◆ **TASK GOAL**
Every record is to be printed exactly as it appears.

◆ **DATA TO USE**
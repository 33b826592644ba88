use cinema_backend::{
    api::router::create_router,
    state::{AppState, WizardSessions},
    config::Config,
    infra::repositories::{
        sqlite_booking_repo::SqliteBookingRepo,
        sqlite_movie_repo::SqliteMovieRepo,
        sqlite_showtime_repo::SqliteShowtimeRepo,
        sqlite_theater_repo::SqliteTheaterRepo,
        sqlite_user_repo::SqliteUserRepo,
    },
    infra::payments::mock_gateway::MockPaymentGateway,
    domain::models::booking::{Booking, BookingStatus},
    domain::ports::{BookingRepository, PaymentGateway},
    domain::services::auth_service::AuthService,
    error::AppError,
};
use sqlx::{sqlite::{SqliteConnectOptions, SqlitePoolOptions}, Pool, Sqlite};
use std::str::FromStr;
use std::sync::Arc;
use std::time::Duration;
use uuid::Uuid;
use axum::{
    body::Body,
    http::{header, Request},
    Router,
};
use async_trait::async_trait;
use tower::ServiceExt;
use serde_json::{json, Value};

/// Gateway double that always declines. Swapped in to exercise the
/// payment-failure path.
pub struct FailingPaymentGateway;

#[async_trait]
impl PaymentGateway for FailingPaymentGateway {
    async fn charge(&self, _booking_id: &str, _amount: f64) -> Result<String, AppError> {
        Err(AppError::InternalWithMsg("Card declined".to_string()))
    }
}

/// Booking store double whose status writes always fail while reads and
/// inserts go through to SQLite. Exercises the charge-landed-but-unrecorded
/// path.
pub struct BrokenStatusBookingRepo {
    inner: SqliteBookingRepo,
}

#[async_trait]
impl BookingRepository for BrokenStatusBookingRepo {
    async fn create(&self, booking: &Booking) -> Result<Booking, AppError> {
        self.inner.create(booking).await
    }

    async fn find_by_id(&self, user_id: &str, id: &str) -> Result<Option<Booking>, AppError> {
        self.inner.find_by_id(user_id, id).await
    }

    async fn list_by_user(&self, user_id: &str) -> Result<Vec<Booking>, AppError> {
        self.inner.list_by_user(user_id).await
    }

    async fn update_status(
        &self,
        _id: &str,
        _status: BookingStatus,
        _payment_id: Option<&str>,
    ) -> Result<Booking, AppError> {
        Err(AppError::InternalWithMsg("Booking store unavailable".to_string()))
    }
}

pub struct AuthHeaders {
    pub access_token: String,
}

#[allow(dead_code)]
pub struct TestApp {
    pub router: Router,
    pub pool: Pool<Sqlite>,
    pub db_filename: String,
    pub state: Arc<AppState>,
}

impl TestApp {
    pub async fn new() -> Self {
        // Zero processing delay keeps the payment step instant in tests.
        Self::with_gateway(Arc::new(MockPaymentGateway::new(Duration::ZERO))).await
    }

    pub async fn with_gateway(payment_gateway: Arc<dyn PaymentGateway>) -> Self {
        Self::build(payment_gateway, false).await
    }

    /// Same as `new`, but booking status writes fail.
    #[allow(dead_code)]
    pub async fn with_broken_booking_store() -> Self {
        Self::build(Arc::new(MockPaymentGateway::new(Duration::ZERO)), true).await
    }

    async fn build(payment_gateway: Arc<dyn PaymentGateway>, broken_status: bool) -> Self {
        let db_filename = format!("test_{}.db", Uuid::new_v4());
        let db_url = format!("sqlite://{}?mode=rwc", db_filename);

        let connection_options = SqliteConnectOptions::from_str(&db_url)
            .unwrap()
            .create_if_missing(true);

        let pool = SqlitePoolOptions::new()
            .connect_with(connection_options)
            .await
            .expect("Failed to connect to test db");

        sqlx::migrate!("./migrations/sqlite")
            .run(&pool)
            .await
            .expect("Failed to migrate test db");

        let config = Config {
            database_url: db_url.clone(),
            port: 0,
            jwt_secret: "test-secret".to_string(),
            scheduler_interval_secs: 30,
            payment_processing_ms: 0,
        };

        let auth_service = Arc::new(AuthService::new(&config));

        let booking_repo: Arc<dyn BookingRepository> = if broken_status {
            Arc::new(BrokenStatusBookingRepo {
                inner: SqliteBookingRepo::new(pool.clone()),
            })
        } else {
            Arc::new(SqliteBookingRepo::new(pool.clone()))
        };

        let state = Arc::new(AppState {
            config: config.clone(),
            movie_repo: Arc::new(SqliteMovieRepo::new(pool.clone())),
            theater_repo: Arc::new(SqliteTheaterRepo::new(pool.clone())),
            showtime_repo: Arc::new(SqliteShowtimeRepo::new(pool.clone())),
            booking_repo,
            user_repo: Arc::new(SqliteUserRepo::new(pool.clone())),
            auth_service,
            payment_gateway,
            wizard_sessions: Arc::new(WizardSessions::new()),
        });

        let router = create_router(state.clone());

        Self {
            router,
            pool,
            db_filename,
            state,
        }
    }

    pub async fn signup(&self, email: &str, password: &str) -> AuthHeaders {
        let payload = json!({
            "email": email,
            "password": password
        });

        let response = self.router.clone().oneshot(
            Request::builder()
                .method("POST")
                .uri("/api/v1/auth/signup")
                .header(header::CONTENT_TYPE, "application/json")
                .body(Body::from(payload.to_string()))
                .unwrap()
        ).await.unwrap();

        if !response.status().is_success() {
            panic!("Signup failed in test helper: status {}", response.status());
        }

        let cookies: Vec<String> = response.headers()
            .get_all(header::SET_COOKIE)
            .iter()
            .map(|h| h.to_str().unwrap().to_string())
            .collect();

        let access_token_cookie = cookies.iter()
            .find(|c| c.contains("access_token="))
            .expect("No access_token cookie returned");

        let start = access_token_cookie.find("access_token=").unwrap() + 13;
        let end = access_token_cookie[start..].find(';').unwrap_or(access_token_cookie.len() - start);
        let access_token = access_token_cookie[start..start+end].to_string();

        AuthHeaders { access_token }
    }

    /// Seeds a movie, a theater and one showtime; returns their ids.
    #[allow(dead_code)]
    pub async fn seed_catalog(
        &self,
        auth: &AuthHeaders,
        movie_seats: i32,
        showtime_price: f64,
        showtime_seats: i32,
    ) -> (String, String, String) {
        let movie = self.post_json(auth, "/api/v1/movies", json!({
            "title": "Interstellar",
            "poster_url": "https://example.com/interstellar.jpg",
            "rating": 8.6,
            "votes": "1.2M",
            "genres": ["Sci-Fi", "Drama"],
            "language": "English",
            "duration": "2h 49m",
            "available_seats": movie_seats
        })).await;
        let movie_id = movie["id"].as_str().unwrap().to_string();

        let theater = self.post_json(auth, "/api/v1/theaters", json!({
            "name": "PVR Phoenix",
            "location": "Lower Parel"
        })).await;
        let theater_id = theater["id"].as_str().unwrap().to_string();

        let showtime = self.post_json(auth, "/api/v1/showtimes", json!({
            "movie_id": movie_id,
            "theater_id": theater_id,
            "showtime": "06:30 PM",
            "price": showtime_price,
            "available_seats": showtime_seats
        })).await;
        let showtime_id = showtime["id"].as_str().unwrap().to_string();

        (movie_id, theater_id, showtime_id)
    }

    #[allow(dead_code)]
    pub async fn post_json(&self, auth: &AuthHeaders, uri: &str, payload: Value) -> Value {
        let response = self.router.clone().oneshot(
            Request::builder()
                .method("POST")
                .uri(uri)
                .header(header::COOKIE, format!("access_token={}", auth.access_token))
                .header(header::CONTENT_TYPE, "application/json")
                .body(Body::from(payload.to_string()))
                .unwrap()
        ).await.unwrap();

        let status = response.status();
        let bytes = axum::body::to_bytes(response.into_body(), usize::MAX).await.unwrap();
        if !status.is_success() {
            panic!("POST {} failed: {} {}", uri, status, String::from_utf8_lossy(&bytes));
        }
        serde_json::from_slice(&bytes).unwrap()
    }
}

impl Drop for TestApp {
    fn drop(&mut self) {
        let _ = std::fs::remove_file(&self.db_filename);
    }
}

◆ **EXERCISE OUTPUT**
repository 33b826592644ba88
use cinema_backend::{
    api::router::create_router,
    state::{AppState, WizardSessions},
    config::Config,
    infra::repositories::{
        sqlite_booking_repo::SqliteBookingRepo,
        sqlite_movie_repo::SqliteMovieRepo,
        sqlite_showtime_repo::SqliteShowtimeRepo,
        sqlite_theater_repo::SqliteTheaterRepo,
        sqlite_user_repo::SqliteUserRepo,
    },
    infra::payments::mock_gateway::MockPaymentGateway,
    domain::models::booking::{Booking, BookingStatus},
    domain::ports::{BookingRepository, PaymentGateway},
    domain::services::auth_service::AuthService,
    error::AppError,
};
use sqlx::{sqlite::{SqliteConnectOptions, SqlitePoolOptions}, Pool, Sqlite};
use std::str::FromStr;
use std::sync::Arc;
use std::time::Duration;
use uuid::Uuid;
use axum::{
    body::Body,
    http::{header, Request},
    Router,
};
use async_trait::async_trait;
use tower::ServiceExt;
use serde_json::{json, Value};

/// Gateway double that always declines. Swapped in to exercise the
/// payment-failure path.
pub struct FailingPaymentGateway;

#[async_trait]
impl PaymentGateway for FailingPaymentGateway {
    async fn charge(&self, _booking_id: &str, _amount: f64) -> Result<String, AppError> {
        Err(AppError::InternalWithMsg("Card declined".to_string()))
    }
}

/// Booking store double whose status writes always fail while reads and
/// inserts go through to SQLite. Exercises the charge-landed-but-unrecorded
/// path.
pub struct BrokenStatusBookingRepo {
    inner: SqliteBookingRepo,
}

#[async_trait]
impl BookingRepository for BrokenStatusBookingRepo {
    async fn create(&self, booking: &Booking) -> Result<Booking, AppError> {
        self.inner.create(booking).await
    }

    async fn find_by_id(&self, user_id: &str, id: &str) -> Result<Option<Booking>, AppError> {
        self.inner.find_by_id(user_id, id).await
    }

    async fn list_by_user(&self, user_id: &str) -> Result<Vec<Booking>, AppError> {
        self.inner.list_by_user(user_id).await
    }

    async fn update_status(
        &self,
        _id: &str,
        _status: BookingStatus,
        _payment_id: Option<&str>,
    ) -> Result<Booking, AppError> {
        Err(AppError::InternalWithMsg("Booking store unavailable".to_string()))
    }
}

pub struct AuthHeaders {
    pub access_token: String,
}

#[allow(dead_code)]
pub struct TestApp {
    pub router: Router,
    pub pool: Pool<Sqlite>,
    pub db_filename: String,
    pub state: Arc<AppState>,
}

impl TestApp {
    pub async fn new() -> Self {
        // Zero processing delay keeps the payment step instant in tests.
        Self::with_gateway(Arc::new(MockPaymentGateway::new(Duration::ZERO))).await
    }

    pub async fn with_gateway(payment_gateway: Arc<dyn PaymentGateway>) -> Self {
        Self::build(payment_gateway, false).await
    }

    /// Same as `new`, but booking status writes fail.
    #[allow(dead_code)]
    pub async fn with_broken_booking_store() -> Self {
        Self::build(Arc::new(MockPaymentGateway::new(Duration::ZERO)), true).await
    }

    async fn build(payment_gateway: Arc<dyn PaymentGateway>, broken_status: bool) -> Self {
        let db_filename = format!("test_{}.db", Uuid::new_v4());
        let db_url = format!("sqlite://{}?mode=rwc", db_filename);

        let connection_options = SqliteConnectOptions::from_str(&db_url)
            .unwrap()
            .create_if_missing(true);

        let pool = SqlitePoolOptions::new()
            .connect_with(connection_options)
            .await
            .expect("Failed to connect to test db");

        sqlx::migrate!("./migrations/sqlite")
            .run(&pool)
            .await
            .expect("Failed to migrate test db");

        let config = Config {
            database_url: db_url.clone(),
            port: 0,
            jwt_secret: "test-secret".to_string(),
            scheduler_interval_secs: 30,
            payment_processing_ms: 0,
        };

        let auth_service = Arc::new(AuthService::new(&config));

        let booking_repo: Arc<dyn BookingRepository> = if broken_status {
            Arc::new(BrokenStatusBookingRepo {
                inner: SqliteBookingRepo::new(pool.clone()),
            })
        } else {
            Arc::new(SqliteBookingRepo::new(pool.clone()))
        };

        let state = Arc::new(AppState {
            config: config.clone(),
            movie_repo: Arc::new(SqliteMovieRepo::new(pool.clone())),
            theater_repo: Arc::new(SqliteTheaterRepo::new(pool.clone())),
            showtime_repo: Arc::new(SqliteShowtimeRepo::new(pool.clone())),
            booking_repo,
            user_repo: Arc::new(SqliteUserRepo::new(pool.clone())),
            auth_service,
            payment_gateway,
            wizard_sessions: Arc::new(WizardSessions::new()),
        });

        let router = create_router(state.clone());

        Self {
            router,
            pool,
            db_filename,
            state,
        }
    }

    pub async fn signup(&self, email: &str, password: &str) -> AuthHeaders {
        let payload = json!({
            "email": email,
            "password": password
        });

        let response = self.router.clone().oneshot(
            Request::builder()
                .method("POST")
                .uri("/api/v1/auth/signup")
                .header(header::CONTENT_TYPE, "application/json")
                .body(Body::from(payload.to_string()))
                .unwrap()
        ).await.unwrap();

        if !response.status().is_success() {
            panic!("Signup failed in test helper: status {}", response.status());
        }

        let cookies: Vec<String> = response.headers()
            .get_all(header::SET_COOKIE)
            .iter()
            .map(|h| h.to_str().unwrap().to_string())
            .collect();

        let access_token_cookie = cookies.iter()
            .find(|c| c.contains("access_token="))
            .expect("No access_token cookie returned");

        let start = access_token_cookie.find("access_token=").unwrap() + 13;
        let end = access_token_cookie[start..].find(';').unwrap_or(access_token_cookie.len() - start);
        let access_token = access_token_cookie[start..start+end].to_string();

        AuthHeaders { access_token }
    }

    /// Seeds a movie, a theater and one showtime; returns their ids.
    #[allow(dead_code)]
    pub async fn seed_catalog(
        &self,
        auth: &AuthHeaders,
        movie_seats: i32,
        showtime_price: f64,
        showtime_seats: i32,
    ) -> (String, String, String) {
        let movie = self.post_json(auth, "/api/v1/movies", json!({
            "title": "Interstellar",
            "poster_url": "https://example.com/interstellar.jpg",
            "rating": 8.6,
            "votes": "1.2M",
            "genres": ["Sci-Fi", "Drama"],
            "language": "English",
            "duration": "2h 49m",
            "available_seats": movie_seats
        })).await;
        let movie_id = movie["id"].as_str().unwrap().to_string();

        let theater = self.post_json(auth, "/api/v1/theaters", json!({
            "name": "PVR Phoenix",
            "location": "Lower Parel"
        })).await;
        let theater_id = theater["id"].as_str().unwrap().to_string();

        let showtime = self.post_json(auth, "/api/v1/showtimes", json!({
            "movie_id": movie_id,
            "theater_id": theater_id,
            "showtime": "06:30 PM",
            "price": showtime_price,
            "available_seats": showtime_seats
        })).await;
        let showtime_id = showtime["id"].as_str().unwrap().to_string();

        (movie_id, theater_id, showtime_id)
    }

    #[allow(dead_code)]
    pub async fn post_json(&self, auth: &AuthHeaders, uri: &str, payload: Value) -> Value {
        let response = self.router.clone().oneshot(
            Request::builder()
                .method("POST")
                .uri(uri)
                .header(header::COOKIE, format!("access_token={}", auth.access_token))
                .header(header::CONTENT_TYPE, "application/json")
                .body(Body::from(payload.to_string()))
                .unwrap()
        ).await.unwrap();

        let status = response.status();
        let bytes = axum::body::to_bytes(response.into_body(), usize::MAX).await.unwrap();
        if !status.is_success() {
            panic!("POST {} failed: {} {}", uri, status, String::from_utf8_lossy(&bytes));
        }
        serde_json::from_slice(&bytes).unwrap()
    }
}

impl Drop for TestApp {
    fn drop(&mut self) {
        let _ = std::fs::remove_file(&self.db_filename);
    }
}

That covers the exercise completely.